The full set of entries below must be returned exactly as shown.
##### Data supplied #####
//! # Migrator
//!
//! Mass, predicate-filtered updates on top of the traversal engine. Each update
//! call resolves its request once, then traverses the collection staging one
//! mutation per matching document into a write batch per page and committing
//! that batch when the page is done. Pages commit independently: a later
//! failure never rolls back pages that already committed.
//!
//! ## Usage
//!
//! ```rust,no_run
//! use std::sync::Arc;
//! use serde_json::json;
//! use traverser_core::config::TraversalConfigOverrides;
//! use traverser_core::memory::{MemoryCollection, MemoryDocument};
//! use traverser_core::migration::{create_migrator, UpdateRequest};
//!
//! # async fn example() -> traverser_core::TraversalResult<()> {
//! let orders = Arc::new(MemoryCollection::new());
//! let migrator = create_migrator(orders.clone(), orders, &TraversalConfigOverrides::new())?;
//!
//! let summary = migrator
//!     .update(
//!         UpdateRequest::field("status", "archived")
//!             .when(|doc: &MemoryDocument| doc.get("status") == Some(&json!("closed"))),
//!     )
//!     .await?;
//! println!("updated {} docs", summary.updated_doc_count);
//! # Ok(())
//! # }
//! ```

use super::document::{Document, FieldPath, UpdateData};
use super::update::{
    resolve_update_args, DocumentMutation, UpdateArg, UpdatePredicate, UpdateRequest,
};
use super::write_batch::{WriteBatch, WriteBatchProvider};
use crate::config::{TraversalConfig, TraversalConfigOverrides};
use crate::error::{TraversalError, TraversalResult};
use crate::traversal::{Batch, Traversable, TraversalSummary, Traverser};
use serde::{Deserialize, Serialize};
use serde_json::Value;
use std::future::Future;
use std::sync::atomic::{AtomicUsize, Ordering};
use std::sync::Arc;
use tracing::{debug, info, instrument};

/// Outcome of one update call
#[derive(Debug, Clone, Copy, Default, PartialEq, Eq, Serialize, Deserialize)]
pub struct UpdateSummary {
    /// Pages traversed
    pub batch_count: usize,
    /// Documents that passed the predicate and were committed
    pub updated_doc_count: usize,
}

/// Create a migrator over `traversable`, writing through `writer`
pub fn create_migrator<S, W>(
    traversable: Arc<S>,
    writer: Arc<W>,
    overrides: &TraversalConfigOverrides,
) -> TraversalResult<Migrator<S, W>>
where
    S: Traversable,
    S::Item: Document,
    W: WriteBatchProvider,
    W::Batch: WriteBatch<Ref = <S::Item as Document>::Ref>,
{
    Migrator::new(traversable, writer, TraversalConfig::from_overrides(overrides)?)
}

pub struct Migrator<S: Traversable, W> {
    traverser: Traverser<S>,
    writer: Arc<W>,
}

impl<S: Traversable, W> Clone for Migrator<S, W> {
    fn clone(&self) -> Self {
        Self {
            traverser: self.traverser.clone(),
            writer: self.writer.clone(),
        }
    }
}

impl<S, W> Migrator<S, W>
where
    S: Traversable,
    S::Item: Document,
    W: WriteBatchProvider,
    W::Batch: WriteBatch<Ref = <S::Item as Document>::Ref>,
{
    pub fn new(traversable: Arc<S>, writer: Arc<W>, config: TraversalConfig) -> TraversalResult<Self> {
        Ok(Self::from_traverser(Traverser::new(traversable, config)?, writer))
    }

    pub fn from_traverser(traverser: Traverser<S>, writer: Arc<W>) -> Self {
        Self { traverser, writer }
    }

    pub fn traverser(&self) -> &Traverser<S> {
        &self.traverser
    }

    pub fn writer(&self) -> &Arc<W> {
        &self.writer
    }

    pub fn with_config(&self, overrides: &TraversalConfigOverrides) -> TraversalResult<Self> {
        Ok(Self::from_traverser(
            self.traverser.with_config(overrides)?,
            self.writer.clone(),
        ))
    }

    pub fn with_exit_early_predicate<P>(&self, predicate: P) -> Self
    where
        P: Fn(&Batch<S::Item>) -> bool + Send + Sync + 'static,
    {
        Self::from_traverser(
            self.traverser.with_exit_early_predicate(predicate),
            self.writer.clone(),
        )
    }

    /// Plain traversal with an arbitrary handler, see [`Traverser::traverse`]
    pub async fn traverse<H, Fut>(&self, handler: H) -> TraversalResult<TraversalSummary>
    where
        H: Fn(Batch<S::Item>) -> Fut + Send + Sync + 'static,
        Fut: Future<Output = anyhow::Result<()>> + Send + 'static,
    {
        self.traverser.traverse(handler).await
    }

    /// Apply `data` to every document passing `predicate` (all when `None`)
    pub async fn update_data(
        &self,
        data: UpdateData,
        predicate: Option<UpdatePredicate<S::Item>>,
    ) -> TraversalResult<UpdateSummary> {
        self.update(UpdateRequest::data(data).with_predicate(predicate))
            .await
    }

    /// Set the field at `path` to `value` on every document passing `predicate`
    pub async fn update_field(
        &self,
        path: impl Into<FieldPath>,
        value: impl Into<Value>,
        predicate: Option<UpdatePredicate<S::Item>>,
    ) -> TraversalResult<UpdateSummary> {
        self.update(UpdateRequest::field(path, value).with_predicate(predicate))
            .await
    }

    /// Apply the data computed by `getter` to every document passing `predicate`
    pub async fn update_computed<G>(
        &self,
        getter: G,
        predicate: Option<UpdatePredicate<S::Item>>,
    ) -> TraversalResult<UpdateSummary>
    where
        G: Fn(&S::Item) -> UpdateData + Send + Sync + 'static,
    {
        self.update(UpdateRequest::computed(getter).with_predicate(predicate))
            .await
    }

    /// Update from positional arguments, see [`resolve_update_args`]
    pub async fn update_args(&self, args: Vec<UpdateArg<S::Item>>) -> TraversalResult<UpdateSummary> {
        self.update(resolve_update_args(args)?).await
    }

    #[instrument(skip_all, fields(kind = request.kind(), filtered = request.has_predicate()))]
    pub async fn update(&self, request: UpdateRequest<S::Item>) -> TraversalResult<UpdateSummary> {
        let mutation = Arc::new(request.resolve()?);
        let writer = self.writer.clone();
        let updated = Arc::new(AtomicUsize::new(0));
        let counter = updated.clone();

        let traversal = self
            .traverser
            .traverse(move |batch: Batch<S::Item>| {
                commit_page(mutation.clone(), writer.clone(), counter.clone(), batch)
            })
            .await?;

        let summary = UpdateSummary {
            batch_count: traversal.batch_count,
            updated_doc_count: updated.load(Ordering::Acquire),
        };

        info!(
            batch_count = summary.batch_count,
            visited_doc_count = traversal.doc_count,
            updated_doc_count = summary.updated_doc_count,
            "Update completed"
        );

        Ok(summary)
    }
}

/// Stage every matching document of one page and commit the page's write batch
async fn commit_page<D, W>(
    mutation: Arc<DocumentMutation<D>>,
    writer: Arc<W>,
    counter: Arc<AtomicUsize>,
    batch: Batch<D>,
) -> anyhow::Result<()>
where
    D: Document,
    W: WriteBatchProvider,
    W::Batch: WriteBatch<Ref = D::Ref>,
{
    let batch_index = batch.index();
    let mut write_batch = writer.batch();

    for doc in batch.items() {
        mutation.apply(&mut write_batch, doc, batch_index)?;
    }

    let staged = write_batch.staged_count();
    if staged == 0 {
        debug!(batch_index = batch_index, "No documents matched, skipping commit");
        return Ok(());
    }

    write_batch
        .commit()
        .await
        .map_err(|e| TraversalError::Commit {
            batch_index,
            reason: format!("{e:#}"),
        })?;
    counter.fetch_add(staged, Ordering::AcqRel);

    debug!(
        batch_index = batch_index,
        visited = batch.len(),
        committed = staged,
        "Write batch committed"
    );
    Ok(())
}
#####
## Solution to this exercise
//! # Migrator
//!
//! Mass, predicate-filtered updates on top of the traversal engine. Each update
//! call resolves its request once, then traverses the collection staging one
//! mutation per matching document into a write batch per page and committing
//! that batch when the page is done. Pages commit independently: a later
//! failure never rolls back pages that already committed.
//!
//! ## Usage
//!
//! ```rust,no_run
//! use std::sync::Arc;
//! use serde_json::json;
//! use traverser_core::config::TraversalConfigOverrides;
//! use traverser_core::memory::{MemoryCollection, MemoryDocument};
//! use traverser_core::migration::{create_migrator, UpdateRequest};
//!
//! # async fn example() -> traverser_core::TraversalResult<()> {
//! let orders = Arc::new(MemoryCollection::new());
//! let migrator = create_migrator(orders.clone(), orders, &TraversalConfigOverrides::new())?;
//!
//! let summary = migrator
//!     .update(
//!         UpdateRequest::field("status", "archived")
//!             .when(|doc: &MemoryDocument| doc.get("status") == Some(&json!("closed"))),
//!     )
//!     .await?;
//! println!("updated {} docs", summary.updated_doc_count);
//! # Ok(())
//! # }
//! ```

use super::document::{Document, FieldPath, UpdateData};
use super::update::{
    resolve_update_args, DocumentMutation, UpdateArg, UpdatePredicate, UpdateRequest,
};
use super::write_batch::{WriteBatch, WriteBatchProvider};
use crate::config::{TraversalConfig, TraversalConfigOverrides};
use crate::error::{TraversalError, TraversalResult};
use crate::traversal::{Batch, Traversable, TraversalSummary, Traverser};
use serde::{Deserialize, Serialize};
use serde_json::Value;
use std::future::Future;
use std::sync::atomic::{AtomicUsize, Ordering};
use std::sync::Arc;
use tracing::{debug, info, instrument};

/// Outcome of one update call
#[derive(Debug, Clone, Copy, Default, PartialEq, Eq, Serialize, Deserialize)]
pub struct UpdateSummary {
    /// Pages traversed
    pub batch_count: usize,
    /// Documents that passed the predicate and were committed
    pub updated_doc_count: usize,
}

/// Create a migrator over `traversable`, writing through `writer`
pub fn create_migrator<S, W>(
    traversable: Arc<S>,
    writer: Arc<W>,
    overrides: &TraversalConfigOverrides,
) -> TraversalResult<Migrator<S, W>>
where
    S: Traversable,
    S::Item: Document,
    W: WriteBatchProvider,
    W::Batch: WriteBatch<Ref = <S::Item as Document>::Ref>,
{
    Migrator::new(traversable, writer, TraversalConfig::from_overrides(overrides)?)
}

pub struct Migrator<S: Traversable, W> {
    traverser: Traverser<S>,
    writer: Arc<W>,
}

impl<S: Traversable, W> Clone for Migrator<S, W> {
    fn clone(&self) -> Self {
        Self {
            traverser: self.traverser.clone(),
            writer: self.writer.clone(),
        }
    }
}

impl<S, W> Migrator<S, W>
where
    S: Traversable,
    S::Item: Document,
    W: WriteBatchProvider,
    W::Batch: WriteBatch<Ref = <S::Item as Document>::Ref>,
{
    pub fn new(traversable: Arc<S>, writer: Arc<W>, config: TraversalConfig) -> TraversalResult<Self> {
        Ok(Self::from_traverser(Traverser::new(traversable, config)?, writer))
    }

    pub fn from_traverser(traverser: Traverser<S>, writer: Arc<W>) -> Self {
        Self { traverser, writer }
    }

    pub fn traverser(&self) -> &Traverser<S> {
        &self.traverser
    }

    pub fn writer(&self) -> &Arc<W> {
        &self.writer
    }

    pub fn with_config(&self, overrides: &TraversalConfigOverrides) -> TraversalResult<Self> {
        Ok(Self::from_traverser(
            self.traverser.with_config(overrides)?,
            self.writer.clone(),
        ))
    }

    pub fn with_exit_early_predicate<P>(&self, predicate: P) -> Self
    where
        P: Fn(&Batch<S::Item>) -> bool + Send + Sync + 'static,
    {
        Self::from_traverser(
            self.traverser.with_exit_early_predicate(predicate),
            self.writer.clone(),
        )
    }

    /// Plain traversal with an arbitrary handler, see [`Traverser::traverse`]
    pub async fn traverse<H, Fut>(&self, handler: H) -> TraversalResult<TraversalSummary>
    where
        H: Fn(Batch<S::Item>) -> Fut + Send + Sync + 'static,
        Fut: Future<Output = anyhow::Result<()>> + Send + 'static,
    {
        self.traverser.traverse(handler).await
    }

    /// Apply `data` to every document passing `predicate` (all when `None`)
    pub async fn update_data(
        &self,
        data: UpdateData,
        predicate: Option<UpdatePredicate<S::Item>>,
    ) -> TraversalResult<UpdateSummary> {
        self.update(UpdateRequest::data(data).with_predicate(predicate))
            .await
    }

    /// Set the field at `path` to `value` on every document passing `predicate`
    pub async fn update_field(
        &self,
        path: impl Into<FieldPath>,
        value: impl Into<Value>,
        predicate: Option<UpdatePredicate<S::Item>>,
    ) -> TraversalResult<UpdateSummary> {
        self.update(UpdateRequest::field(path, value).with_predicate(predicate))
            .await
    }

    /// Apply the data computed by `getter` to every document passing `predicate`
    pub async fn update_computed<G>(
        &self,
        getter: G,
        predicate: Option<UpdatePredicate<S::Item>>,
    ) -> TraversalResult<UpdateSummary>
    where
        G: Fn(&S::Item) -> UpdateData + Send + Sync + 'static,
    {
        self.update(UpdateRequest::computed(getter).with_predicate(predicate))
            .await
    }

    /// Update from positional arguments, see [`resolve_update_args`]
    pub async fn update_args(&self, args: Vec<UpdateArg<S::Item>>) -> TraversalResult<UpdateSummary> {
        self.update(resolve_update_args(args)?).await
    }

    #[instrument(skip_all, fields(kind = request.kind(), filtered = request.has_predicate()))]
    pub async fn update(&self, request: UpdateRequest<S::Item>) -> TraversalResult<UpdateSummary> {
        let mutation = Arc::new(request.resolve()?);
        let writer = self.writer.clone();
        let updated = Arc::new(AtomicUsize::new(0));
        let counter = updated.clone();

        let traversal = self
            .traverser
            .traverse(move |batch: Batch<S::Item>| {
                commit_page(mutation.clone(), writer.clone(), counter.clone(), batch)
            })
            .await?;

        let summary = UpdateSummary {
            batch_count: traversal.batch_count,
            updated_doc_count: updated.load(Ordering::Acquire),
        };

        info!(
            batch_count = summary.batch_count,
            visited_doc_count = traversal.doc_count,
            updated_doc_count = summary.updated_doc_count,
            "Update completed"
        );

        Ok(summary)
    }
}

/// Stage every matching document of one page and commit the page's write batch
async fn commit_page<D, W>(
    mutation: Arc<DocumentMutation<D>>,
    writer: Arc<W>,
    counter: Arc<AtomicUsize>,
    batch: Batch<D>,
) -> anyhow::Result<()>
where
    D: Document,
    W: WriteBatchProvider,
    W::Batch: WriteBatch<Ref = D::Ref>,
{
    let batch_index = batch.index();
    let mut write_batch = writer.batch();

    for doc in batch.items() {
        mutation.apply(&mut write_batch, doc, batch_index)?;
    }

    let staged = write_batch.staged_count();
    if staged == 0 {
        debug!(batch_index = batch_index, "No documents matched, skipping commit");
        return Ok(());
    }

    write_batch
        .commit()
        .await
        .map_err(|e| TraversalError::Commit {
            batch_index,
            reason: format!("{e:#}"),
        })?;
    counter.fetch_add(staged, Ordering::AcqRel);

    debug!(
        batch_index = batch_index,
        visited = batch.len(),
        committed = staged,
        "Write batch committed"
    );
    Ok(())
}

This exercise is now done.